Wilson: Tim, is there something you want to tell me?
Tim: No, there's something Jill wants me to tell you. Uh... Judith is having a problem.
Wilson: What kind of a problem? Is she all right?
Tim: Oh, she's fine. The problem is with you.
Wilson: I don't understand. Things were going so well. We even made plans to go to the Megalesia Festival to commemorate the end of the Punic War.
Tim: She... She says that... She told Jill that she doesn't even think she knows you. That every time she tries to get you to open up you just say something intellectual.
Wilson: Oh, my, my, my.
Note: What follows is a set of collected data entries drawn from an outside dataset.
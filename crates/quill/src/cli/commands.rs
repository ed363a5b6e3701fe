//! CLI command implementations

use anyhow::{anyhow, Result};
use colored::*;
use std::sync::Arc;

use crate::calculator::{CalculationEngine, CalculationError, CalculationResult};
use crate::catalog::InMemoryCatalog;
use crate::cli::display;
use crate::config::Config;
use crate::embeddings::CachedEmbedder;
use crate::engine::QueryEngine;
use crate::models::Filter;
use crate::ports::{CompletionPort, OllamaClient};
use crate::synthesizer::AnswerSynthesizer;

/// Load the catalog and wire an engine against the configured Ollama host
pub async fn build_engine(config: &Config) -> Result<QueryEngine> {
  let path = config.catalog_path.display();
  let mut catalog = InMemoryCatalog::from_path(&config.catalog_path)
    .map_err(|e| anyhow!("Failed to load catalog from {path}: {e}"))?;

  let ollama = Arc::new(OllamaClient::new(config));
  if ollama.health_check().await {
    catalog.embed_missing(&CachedEmbedder::from_config(ollama.clone(), config)).await;
  } else {
    bentley::warn!(
      "Ollama is not reachable at {}; answers will use the deterministic fallbacks",
      ollama.base_url()
    );
  }

  let completion: Arc<dyn CompletionPort> = ollama.clone();
  Ok(QueryEngine::build(config, Arc::new(catalog), ollama, Some(completion))?)
}

/// Answer a free-text question
pub async fn ask(engine: &QueryEngine, question: &str, json: bool) -> Result<()> {
  let answer = engine.query(question).await;
  if json {
    return display::print_json(&answer);
  }
  display::display_answer(&answer);
  Ok(())
}

/// Show the full spec sheet for one model
pub async fn specs(engine: &QueryEngine, model_name: &str, json: bool) -> Result<()> {
  let Some(hit) = engine.get_product(model_name).await? else {
    return Err(anyhow!("Product '{model_name}' was not found in the catalog"));
  };

  if json {
    return display::print_json(&hit);
  }
  display::display_product(&hit);
  Ok(())
}

/// Semantic search restricted by explicit filters
pub async fn search(
  engine: &QueryEngine,
  query: &str,
  filter: Filter,
  limit: usize,
  json: bool,
) -> Result<()> {
  if let (Some(min), Some(max)) = (filter.min_watts, filter.max_watts) {
    if min > max {
      return Err(anyhow!("--min-watts ({min}) is greater than --max-watts ({max})"));
    }
  }

  let results = engine.search_products(query, Some(filter), Some(limit)).await?;
  if json {
    return display::print_json(&results);
  }
  display::display_results(&results);
  Ok(())
}

/// Products nearest to a reference model
pub async fn similar(
  engine: &QueryEngine,
  model_name: &str,
  limit: Option<usize>,
  json: bool,
) -> Result<()> {
  let Some(reference) = engine.get_product(model_name).await? else {
    return Err(anyhow!("Product '{model_name}' was not found in the catalog"));
  };
  let results = engine.find_similar(reference.model_name(), limit).await?;

  if json {
    return display::print_json(&results);
  }
  println!("Products similar to {}:", reference.model_name().yellow().bold());
  display::display_results(&results);
  Ok(())
}

/// All model names, or those in one category
pub async fn models(
  engine: &QueryEngine,
  category: Option<&str>,
  limit: Option<usize>,
  json: bool,
) -> Result<()> {
  let mut names: Vec<String> = match category {
    Some(category) => engine
      .browse_category(category, limit.unwrap_or(usize::MAX))
      .await?
      .into_iter()
      .map(|result| result.record.model_name)
      .collect(),
    None => engine.list_models().await?,
  };
  if let Some(limit) = limit {
    names.truncate(limit);
  }

  if json {
    return display::print_json(&names);
  }
  display::display_names(&names);
  Ok(())
}

/// Side-by-side comparison table
pub async fn compare(engine: &QueryEngine, model_names: &[String], json: bool) -> Result<()> {
  if model_names.len() < 2 {
    return Err(anyhow!("Provide at least two model names to compare"));
  }

  let answer = engine.compare(model_names).await?;
  if json {
    return display::print_json(&answer);
  }
  display::display_answer(&answer);
  Ok(())
}

/// Catalog counts
pub async fn stats(engine: &QueryEngine, json: bool) -> Result<()> {
  let stats = engine.stats().await?;
  if json {
    return display::print_json(&stats);
  }

  println!("{} {}", "Products:".bold(), stats.total_products);
  println!("{} {}", "With embeddings:".bold(), stats.with_embeddings);
  if !stats.by_category.is_empty() {
    println!();
    for (category, count) in &stats.by_category {
      println!("  {category}: {count}");
    }
  }
  Ok(())
}

/// The calculator subcommands; none of them need the catalog
pub enum Calculation {
  Compatibility { speakers: Vec<i64>, capacity: i64 },
  Impedance { values: Vec<f64>, connection: String },
  Transformer { speakers: Vec<i64> },
  Tap { full_power: f64, reduction_db: f64 },
  Units { capacity: i64, unit_watts: i64, headroom_percent: f64 },
}

pub fn calculate(calculation: Calculation, json: bool) -> Result<()> {
  let calculator = CalculationEngine::new();
  let outcome: std::result::Result<CalculationResult, CalculationError> = match calculation {
    Calculation::Compatibility { speakers, capacity } => calculator
      .total_power(&speakers)
      .and_then(|total| calculator.verify_compatibility(total, capacity))
      .map(CalculationResult::Compatibility),
    Calculation::Impedance { values, connection } => {
      calculator.combine_impedance(&values, &connection).map(CalculationResult::Impedance)
    }
    Calculation::Transformer { speakers } => calculator
      .total_power(&speakers)
      .map(|total| CalculationResult::Transformer(calculator.recommend_transformer(total))),
    Calculation::Tap { full_power, reduction_db } => {
      calculator.tap_for_reduction(reduction_db, full_power).map(CalculationResult::Tap)
    }
    Calculation::Units { capacity, unit_watts, headroom_percent } => calculator
      .max_units_for_capacity(capacity, unit_watts, headroom_percent)
      .map(CalculationResult::UnitCapacity),
  };

  if json {
    return match &outcome {
      Ok(result) => display::print_json(result),
      Err(e) => display::print_json(e),
    };
  }

  display::display_answer(&AnswerSynthesizer::new().calculation_answer(&outcome));
  Ok(())
}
I must be displaying the symptomatic behavior of the classic male emotional distancer, precipitating her to overfunction in the relationship, therefore causing deep-seated resentment.
Tim: So knock it off.

Quote from Tim

Wilson: Well, Tim, I don't take easily to personal or emotional revelation.
Tim: No guy does. Opening up emotionally is just a horrible thing women make us do.
Wilson: Well, Tim, I'm just not sure that I can do that.
Tim: Yes, you can. Just use the word "feel" more. You know, like, "I feel hungry." "I feel tired." "I feel big." "I feel small." "I feel bloated."
Wilson: Tim, I think that Judith and I weren't meant to be.
Tim: To be or not to be, that is not the question. You've got to learn how to open up to this woman, otherwise you're gonna be all by yourself at that milk of magnesia festival.

Quote from Wilson

Wilson: You know, Judith... I've never been open with a woman since my wife died. But I would really like to try with you.
Judith: I'd like that too.
Wilson: Well, maybe we can talk about it tomorrow at the Megalesia Festival. If you still want to go.
Judith: I wouldn't want to celebrate the end of the Punic War with anyone else. Even though I have absolutely no idea what the Punic War was.
Wilson: Well, actually, it's fascinating. It was when Rome saved itself by... Oh, who the hell cares? They'll have beer. You know, Judith, not to bore you with more facts... but primitive man believed that the air he breathed had magic powers.
Judith: I'm not bored.
Wilson: And when a man and a woman kissed, it was as if their souls were mingling.